The Newsreader dizisinin The Newsroom’un daha düşük bütçeli dönem versiyonu olduğu düşüncem sezon bittiğinde değişmedi. Haberin önü ve arkası, alttakiler ve üsttekiler derken haber merkezini ellerinden geldiğince açıyorlar. Karakterlerin özel hayatında başrollerle sınırlı kalmayıp diğer karakterlere vakit ayırmaları da işe yarıyor gibi. Üstelik bunu yaparken o bölümün merkezindeki haberle(rle) kendi usullerince ufaktan alaka kurmaları da hoştu mesela.
Aslında başrolünde Anna Torv’u bulundurması sayesinde dikkatimi çekti. Sam Reid’le de bu sayede tanıştık, bence pek de güzel oldu. Interview with the Vampire’ın dizi uyarlamasında da görüşmek dileğiyle hatta. İki başrolün kimyası dizinin en öne çıkan taraflarından birisi bana kalırsa. Bu açıdan özellikle Dale’in karakter gelişiminden memnun kaldım.

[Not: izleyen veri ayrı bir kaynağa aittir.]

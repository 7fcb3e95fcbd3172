//! CSV export of harvested tables

use crate::dom::Table;
use crate::error::{HarvestError, Result};
use crate::harvest::HarvestReport;
use chrono::NaiveDate;
use csv::{QuoteStyle, Terminator, WriterBuilder};
use std::path::{Path, PathBuf};

/// Filename stem used when the listing has no usable name
const FALLBACK_STEM: &str = "export";

/// Render a table as CSV: CRLF line ends, fields quoted only when they
/// contain a comma, a quote or a line break, quotes doubled
pub fn to_csv_string(table: &Table) -> Result<String> {
    let mut writer = WriterBuilder::new()
        .terminator(Terminator::CRLF)
        .quote_style(QuoteStyle::Necessary)
        .flexible(true)
        .from_writer(Vec::<u8>::new());

    for row in table.rows() {
        writer.write_record(row)?;
    }
    writer.flush()?;

    let bytes = writer
        .into_inner()
        .map_err(|error| HarvestError::Io(error.into_error()))?;
    String::from_utf8(bytes).map_err(|error| {
        HarvestError::Io(std::io::Error::new(std::io::ErrorKind::InvalidData, error))
    })
}

/// Turn a listing name into a filename-safe stem, `export` when nothing is left
pub fn slugify(name: &str) -> String {
    let cleaned: String = name
        .trim()
        .to_lowercase()
        .chars()
        .filter(|c| c.is_ascii_lowercase() || c.is_ascii_digit() || c.is_whitespace() || *c == '-')
        .map(|c| if c.is_whitespace() || c == '-' { '_' } else { c })
        .collect();

    let slug = cleaned
        .split('_')
        .filter(|part| !part.is_empty())
        .collect::<Vec<_>>()
        .join("_");

    if slug.is_empty() { FALLBACK_STEM.to_string() } else { slug }
}

/// `{slug}_{page|complete}_{YYYY-MM-DD}.csv`
pub fn export_filename(city_name: Option<&str>, complete: bool, date: NaiveDate) -> String {
    let stem = city_name.map_or_else(|| FALLBACK_STEM.to_string(), slugify);
    let kind = if complete { "complete" } else { "page" };
    format!("{}_{}_{}.csv", stem, kind, date.format("%Y-%m-%d"))
}

/// Filename for a report, dated today (UTC)
pub fn report_filename(report: &HarvestReport) -> String {
    export_filename(
        report.city_name.as_deref(),
        report.is_complete(),
        chrono::Utc::now().date_naive(),
    )
}

/// Write a report's table as CSV into `dir` and return the file path
pub fn write_csv(dir: &Path, report: &HarvestReport) -> Result<PathBuf> {
    let path = dir.join(report_filename(report));
    let content = to_csv_string(&report.rows)?;
    std::fs::write(&path, content)?;
    log::info!("Wrote {} rows to {}", report.rows.len(), path.display());
    Ok(path)
}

Haber spikeri Geoff, eşi Evelyn ve haber müdürü Lindsay aksine pek de hoşuma giden isimler olmazken Helen ve Dale’e ek olarak kanal çalışanlarından Noelene ve Rob da izlenesi kişilerdi. Kadınların ayakta kalma çabası, azınlıkların yaşamı veya homofobik ithamlar da ister istemez hikayenin içinde döneme uygun biçimde kendisine yer buluyor bu arada.

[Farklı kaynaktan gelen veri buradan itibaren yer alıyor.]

use crate::browser::{BrowserSession, ConnectionOptions, LaunchOptions};
use crate::error::Result as HarvestResult;
use rmcp::handler::server::router::tool::ToolRouter;
use rmcp::model::{ServerCapabilities, ServerInfo};
use rmcp::{ServerHandler, tool_handler};
use std::sync::{Arc, Mutex, MutexGuard};

/// MCP server exposing the harvest tools over one shared browser session
#[derive(Clone)]
pub struct HarvestServer {
    session: Arc<Mutex<BrowserSession>>,
    pub(crate) tool_router: ToolRouter<Self>,
}

impl HarvestServer {
    /// Launch a headless browser and serve it
    pub fn new() -> HarvestResult<Self> {
        Self::with_options(LaunchOptions::default())
    }

    /// Launch a browser with the given options and serve it
    pub fn with_options(options: LaunchOptions) -> HarvestResult<Self> {
        Ok(Self::with_session(BrowserSession::launch(options)?))
    }

    /// Serve an already running browser
    pub fn connect(options: ConnectionOptions) -> HarvestResult<Self> {
        Ok(Self::with_session(BrowserSession::connect(options)?))
    }

    pub fn with_session(session: BrowserSession) -> Self {
        Self {
            session: Arc::new(Mutex::new(session)),
            tool_router: Self::tool_router(),
        }
    }

    /// Exclusive access to the session; one tool runs at a time
    pub(crate) fn session(&self) -> MutexGuard<'_, BrowserSession> {
        // A panicking tool leaves the session usable
        self.session.lock().unwrap_or_else(|poisoned| poisoned.into_inner())
    }
}

#[tool_handler]
impl ServerHandler for HarvestServer {
    fn get_info(&self) -> ServerInfo {
        ServerInfo {
            instructions: Some(
                "Scrapes the listing table of a web page. Call harvest_navigate with the listing URL, \
                 then harvest_extract_table for the visible page or harvest_extract_all_pages to walk \
                 every page. Rows are deduplicated by business name and phone number and returned \
                 with a CSV rendering."
                    .into(),
            ),
            capabilities: ServerCapabilities::builder().enable_tools().build(),
            ..Default::default()
        }
    }
}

6 bölümlük sezonu devam etsek de olur etmesek de olur tarzı, kendince yeterli bir finalle kapıyı kapatıyor. Ama tabii ki devamına varım. 1986’nın kalanı, 87-88 falan bana uyar; kendileri bilir artık.

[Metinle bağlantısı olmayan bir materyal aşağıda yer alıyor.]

//! Canonical forms of business names and phone numbers.
//!
//! Both functions return an empty string when the input is not a usable
//! identity; callers treat that as "no key".

/// Punctuation removed before comparing names
const NAME_PUNCTUATION: &[char] = &[
    '.', ',', ';', ':', '!', '?', '\'', '"', '(', ')', '[', ']', '{', '}', '-', '_',
];

/// Words carrying no identity, dropped when they stand alone
const STOP_WORDS: &[&str] = &[
    "the", "le", "la", "les", "un", "une", "des", "and", "et", "&", "of", "de", "du",
];

/// Minimum number of digits for a phone number to count as an identity
pub const MIN_PHONE_DIGITS: usize = 8;

/// Phone numbers longer than this without a `+` are taken as international
const NATIONAL_MAX_LEN: usize = 10;

/// Normalize a display name for comparison.
///
/// ```
/// use table_harvest::dedup::normalize_name;
///
/// assert_eq!(normalize_name("  The Coffee-House, Inc. "), "coffeehouse inc");
/// assert_eq!(normalize_name("Café de la Gare"), "café gare");
/// ```
pub fn normalize_name(text: &str) -> String {
    let lowered = text.to_lowercase();
    let stripped: String = lowered
        .trim()
        .chars()
        .filter(|c| !NAME_PUNCTUATION.contains(c))
        .collect();

    stripped
        .split_whitespace()
        .filter(|word| !STOP_WORDS.contains(word))
        .collect::<Vec<_>>()
        .join(" ")
}

/// Normalize a phone number for comparison.
///
/// ```
/// use table_harvest::dedup::normalize_phone;
///
/// assert_eq!(normalize_phone("+1 212-555-0182"), "+12125550182");
/// assert_eq!(normalize_phone("001 212 5550182"), "+12125550182");
/// assert_eq!(normalize_phone("555-0182"), "");
/// ```
pub fn normalize_phone(text: &str) -> String {
    let mut normalized = String::with_capacity(text.len());
    for c in text.trim().chars() {
        if c.is_ascii_digit() || (c == '+' && normalized.is_empty()) {
            normalized.push(c);
        }
    }

    if let Some(rest) = normalized.strip_prefix("00") {
        normalized = format!("+{}", rest);
    }

    if !normalized.starts_with('+') && normalized.len() > NATIONAL_MAX_LEN {
        normalized.insert(0, '+');
    }

    let digits = normalized.chars().filter(char::is_ascii_digit).count();
    if digits < MIN_PHONE_DIGITS {
        return String::new();
    }

    normalized
}

#[cfg(test)]
mod tests {
    use super::*;

    #[test]
    fn test_normalize_name_basic() {
        assert_eq!(normalize_name("Acme Inc"), "acme inc");
        assert_eq!(normalize_name("ACME, INC."), "acme inc");
        assert_eq!(normalize_name("  Acme    Inc  "), "acme inc");
    }

    #[test]
    fn test_normalize_name_stop_words() {
        assert_eq!(normalize_name("The Bank of England"), "bank england");
        assert_eq!(normalize_name("Boulangerie de la Place"), "boulangerie place");
        assert_eq!(normalize_name("Smith & Sons"), "smith sons");
        assert_eq!(normalize_name("Smith and Sons"), "smith sons");
        // Only whole words are stop words
        assert_eq!(normalize_name("Theatre Lest"), "theatre lest");
    }

    #[test]
    fn test_normalize_name_punctuation() {
        assert_eq!(normalize_name("O'Reilly (Books)"), "oreilly books");
        assert_eq!(normalize_name("Jean-Pierre_Co"), "jeanpierreco");
        assert_eq!(normalize_name("[Hello]{World}!?"), "helloworld");
    }

    #[test]
    fn test_normalize_name_empty() {
        assert_eq!(normalize_name(""), "");
        assert_eq!(normalize_name("   "), "");
        assert_eq!(normalize_name("The"), "");
        assert_eq!(normalize_name("..."), "");
    }

    #[test]
    fn test_normalize_name_idempotent() {
        let inputs = [
            "The Coffee-House, Inc.",
            "  le Petit   Bistro  ",
            "A & B",
            "Café de la Gare",
            "the the the",
            "Ünïcödé  Nâme",
            "des - et - du",
        ];
        for input in inputs {
            let once = normalize_name(input);
            assert_eq!(normalize_name(&once), once, "not idempotent for {:?}", input);
        }
    }

    #[test]
    fn test_normalize_phone_formats() {
        assert_eq!(normalize_phone("+1 212-555-0182"), "+12125550182");
        assert_eq!(normalize_phone("001 212 5550182"), "+12125550182");
        assert_eq!(normalize_phone("(212) 555-0182"), "2125550182");
        assert_eq!(normalize_phone("+44 7000 000000"), "+447000000000");
    }

    #[test]
    fn test_normalize_phone_international_prefix_equivalence() {
        assert_eq!(normalize_phone("0033 1 23 45 67 89"), "+33123456789");
        assert_eq!(normalize_phone("33 1 23 45 67 89"), "+33123456789");
        assert_eq!(normalize_phone("+33 1 23 45 67 89"), "+33123456789");
    }

    #[test]
    fn test_normalize_phone_too_short() {
        assert_eq!(normalize_phone("555-0182"), "");
        assert_eq!(normalize_phone("+1234567"), "");
        assert_eq!(normalize_phone("00 123 456"), "");
        assert_eq!(normalize_phone("n/a"), "");
        assert_eq!(normalize_phone(""), "");
    }

    #[test]
    fn test_normalize_phone_keeps_only_leading_plus() {
        assert_eq!(normalize_phone("+33+1 23 45 67 89"), "+33123456789");
        assert_eq!(normalize_phone("tel: +33 1 23 45 67 89"), "+33123456789");
    }

    #[test]
    fn test_normalize_phone_national_number_untouched() {
        assert_eq!(normalize_phone("01 23 45 67 89"), "0123456789");
        assert_eq!(normalize_phone("12345678"), "12345678");
    }
}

Not: Diziyle ilgili daha önce bu yazının altında yorum yapılıyordu.
yorumlar
Cok izleyesim geldi, newsroom u ilk sezon cok sevmistim zamanla baymisti siradanlasmisti ama yine tadinda benzer bir hikayeye hayir demem. Basroller de izlenesi.
Fırsat bulunca hemen bitireceğim diziyi, severseniz 6 bölüm az dersiniz. Anna Torv sevenler buraya.
ben hala helen.
işin gırgırını geçersem: kaliteli bir sezon oldu bence. draması bol ama bunaltmayan cinstendi. biraz newsroom ama bolca morning show tadındaydı. ana karakterlerin de yan karakterlerin de hikayelerini güzel genişlttler. bölümlere konu ettikleri gerçek hayattan kesitlerde de güzel seçimler yapmışlar. keyifle izlettiler. keşke son bölümü az daha detaylı izleyebilseydik. malum olayı nasıl ele aldıkalrını biraz daha izlemek güzel olurdu. 1 bölüme daha hayır demezdim. tam kıvama gelecekken bitirdiler sezonu. sanki 0. sezonu izlemiş gibi hissediyorum.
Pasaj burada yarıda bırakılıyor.